Let’s take the ocean carrier industry, VOCCs vs. NVOCCs. Virtually all vessel-operating common carriers are reporting significant losses because of market conditions that have supply-demand ratios heavily in favor of shippers and because of significant rate deterioration during the last 18 months.
Meanwhile, reports from the non-vessel-operating community, although not pretty, are nowhere near that dramatically poor. While most report revenue, volume and operating income down, most show no truly large losses, and some large players are even showing slight increases in operating income.
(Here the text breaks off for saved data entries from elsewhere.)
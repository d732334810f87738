// Dweve WitJSON - Typed JSON Marshaling Framework
//
// Copyright (c) 2025 Dweve IP B.V. and individual contributors.
//
// SPDX-License-Identifier: Apache-2.0
//
// Licensed under the Apache License, Version 2.0 (the "License");
// you may not use this file except in compliance with the License.
// You may obtain a copy of the License in the LICENSE file at the
// root of this repository or at: http://www.apache.org/licenses/LICENSE-2.0
//
// Unless required by applicable law or agreed to in writing, software
// distributed under the License is distributed on an "AS IS" BASIS,
// WITHOUT WARRANTIES OR CONDITIONS OF ANY KIND, either express or implied.
// See the License for the specific language governing permissions and
// limitations under the License.

//! # WitJSON - typed JSON marshaling
//!
//! WitJSON moves values between native Rust types and JSON through a
//! dynamic [`Value`] tree. Encoding is structural by default: a type lists
//! its fields once and gets an object encoding for free. Decoding is
//! explicit and strict: a [`Decodable`] type reads each field through a
//! [`JsonDecoder`], which never coerces and always names the failing key.
//!
//! ## Quick Start
//!
//! ```rust
//! use witjson::{decode_str, encodable, encode_string, Decodable, DecodeResult, JsonDecoder, Value};
//!
//! #[derive(Debug, PartialEq)]
//! struct Child {
//!     name: String,
//!     age: i64,
//! }
//!
//! encodable!(Child { name as "childName", age as "childAge" });
//!
//! impl Decodable for Child {
//!     fn from_json(json: &Value) -> DecodeResult<Self> {
//!         let decoder = JsonDecoder::new(json)?;
//!         Ok(Child {
//!             name: decoder.decode("childName")?,
//!             age: decoder.decode("childAge")?,
//!         })
//!     }
//! }
//!
//! let child = Child { name: "John".into(), age: 10 };
//! let text = encode_string(&child).unwrap();
//! assert_eq!(text, r#"{"childAge":10,"childName":"John"}"#);
//! assert_eq!(decode_str::<Child>(&text).unwrap(), child);
//! ```
//!
//! ## Modules
//!
//! - [`json`]: wire text conversion and limits
//! - [`transform`]: date and URL transformers
//! - [`model`]: Wit.ai response and request records

pub use witjson_core::{
    decode_array, encodable, encode_fields, encode_transformed, Decodable, DecodeResult,
    DecodeResultExt, DecodingError, DecodingErrorKind, EncodeResult, Encodable, EncodingError,
    Field, JsonDecoder, Location, Map, Primitive, Reflected, Transformable, Transformer, Value,
    ValueKind, DATE_TRANSFORMER, DECODING_ERROR_DOMAIN, ENCODING_ERROR_DOMAIN, URL_TRANSFORMER,
};
pub use witjson_json::JsonConversionError;

pub mod model;

pub mod transform {
    //! Wire/native transformers
    pub use witjson_core::transform::{
        Transformable, Transformer, DATE_TRANSFORMER, URL_TRANSFORMER,
    };
}

pub mod json {
    //! JSON text conversion
    pub use witjson_json::{
        decode_array_str, decode_str_with, encode_string_with, from_json, from_json_value,
        from_slice, to_json, to_json_value, FromJsonConfig, FromJsonConfigBuilder,
        JsonConversionError, ToJsonConfig, DEFAULT_MAX_ARRAY_SIZE, DEFAULT_MAX_DEPTH,
        DEFAULT_MAX_OBJECT_SIZE, DEFAULT_MAX_STRING_LENGTH,
    };
}

/// Parse JSON text into a [`Value`] with default limits.
///
/// # Examples
///
/// ```rust
/// use witjson::{parse, Value};
///
/// let value = parse(r#"{"confidence": 0.92}"#).unwrap();
/// assert_eq!(value.get("confidence"), Some(&Value::Float(0.92)));
/// ```
#[inline]
pub fn parse(json: &str) -> Result<Value, JsonConversionError> {
    witjson_json::parse(json)
}

/// Parse JSON text and decode it as `T`.
#[inline]
pub fn decode_str<T: Decodable>(json: &str) -> Result<T, JsonConversionError> {
    witjson_json::decode_str(json)
}

/// Encode `value` as compact JSON text.
#[inline]
pub fn encode_string<T: Encodable + ?Sized>(value: &T) -> Result<String, JsonConversionError> {
    witjson_json::encode_string(value)
}

/// Write a [`Value`] as compact JSON text.
///
/// # Examples
///
/// ```rust
/// use witjson::{to_string, Value};
///
/// assert_eq!(to_string(&Value::Array(vec![Value::Int(1)])).unwrap(), "[1]");
/// ```
#[inline]
pub fn to_string(value: &Value) -> Result<String, JsonConversionError> {
    witjson_json::to_json(value, &json::ToJsonConfig::default())
}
Similarly, look at the U.S. trucking industry and you’ll see thousands of asset-based companies teetering close to bankruptcy or going out of business. The brokerage businesses, although suffering losses in volume and revenue, have in many instances increased margins and are weathering the storm in a much better fashion.
It is an accepted theory that in down markets asset-based firms will suffer the most because of their heavy fixed-cost structure. Non-asset-based firms, whose primary costs are paying the underlying service provider, are getting the deep rate discounts the carriers are offering and as such aren’t as greatly affected.
In addition, their primary internal costs are people; they can adapt more quickly through headcount adjustments to levels that reflect their volume and revenue decreases.
That was true in previous downturns, so what is different today?
I believe many forward-thinking asset-based companies, even as they fight for survival, are rethinking their position with regard to non-asset-based sources of revenue. The U.S. trucking industry has seen many asset-based firms delve into brokerage, but how serious have they been? Most “broker” what they can’t handle in their own trucks; they don’t actively market or sell the brokerage piece of their business. They don’t dedicate top management to that segment of their business.
With the current markets and the restrictions in access to capital, some forward-thinking people are likely to change their business models in the next year when the economy turns upward; they will focus more on accessing the entire market, including the brokerage piece.
The Transportation Intermediary Association reports that during the first quarter of 2009, the brokers averaged a 17 percent margin; not great, but if you are the underlying service provider, why are you giving away 17 percent? Would the incremental sales and customer service costs be that high? I doubt it.
What about the ocean carriers? With few exceptions, they have all entered the logistics business to one degree or another, somewhat in response to the NVOs, and with varying degrees of success. The logistics services are a natural adjunct to their ocean services, and have far fewer capital requirements.
To be really successful and competitive with the true NVOs, however, they must separate their logistics services from the ocean carrier because they have to offer the same cornucopia of vessel sailings that the NVOs have.
Maersk recently seemed to take that direction when it merged Maersk Logistics into Damco.
But I recall a phone call about two years ago from a venture capital firm seeking input from consultants and others on the possibility of “a major ocean carrier buying a major European freight forwarder.” In this instance, it was a large ocean carrier that was a fixture in the Asia-North America trades but a relative newcomer to European markets considering the purchase of a substantial European based forwarder/NVO. There was some logic to it from a marketing perspective, but apparently not enough for the deal to be finally made.
Is there the same thought out there in the international arena that there apparently is in the domestic arena? Or are they so embroiled in their fight for survival that they have no time for those ideas to be considered?
That may be a good topic for discussion at the board meetings of the survivors in a year or two.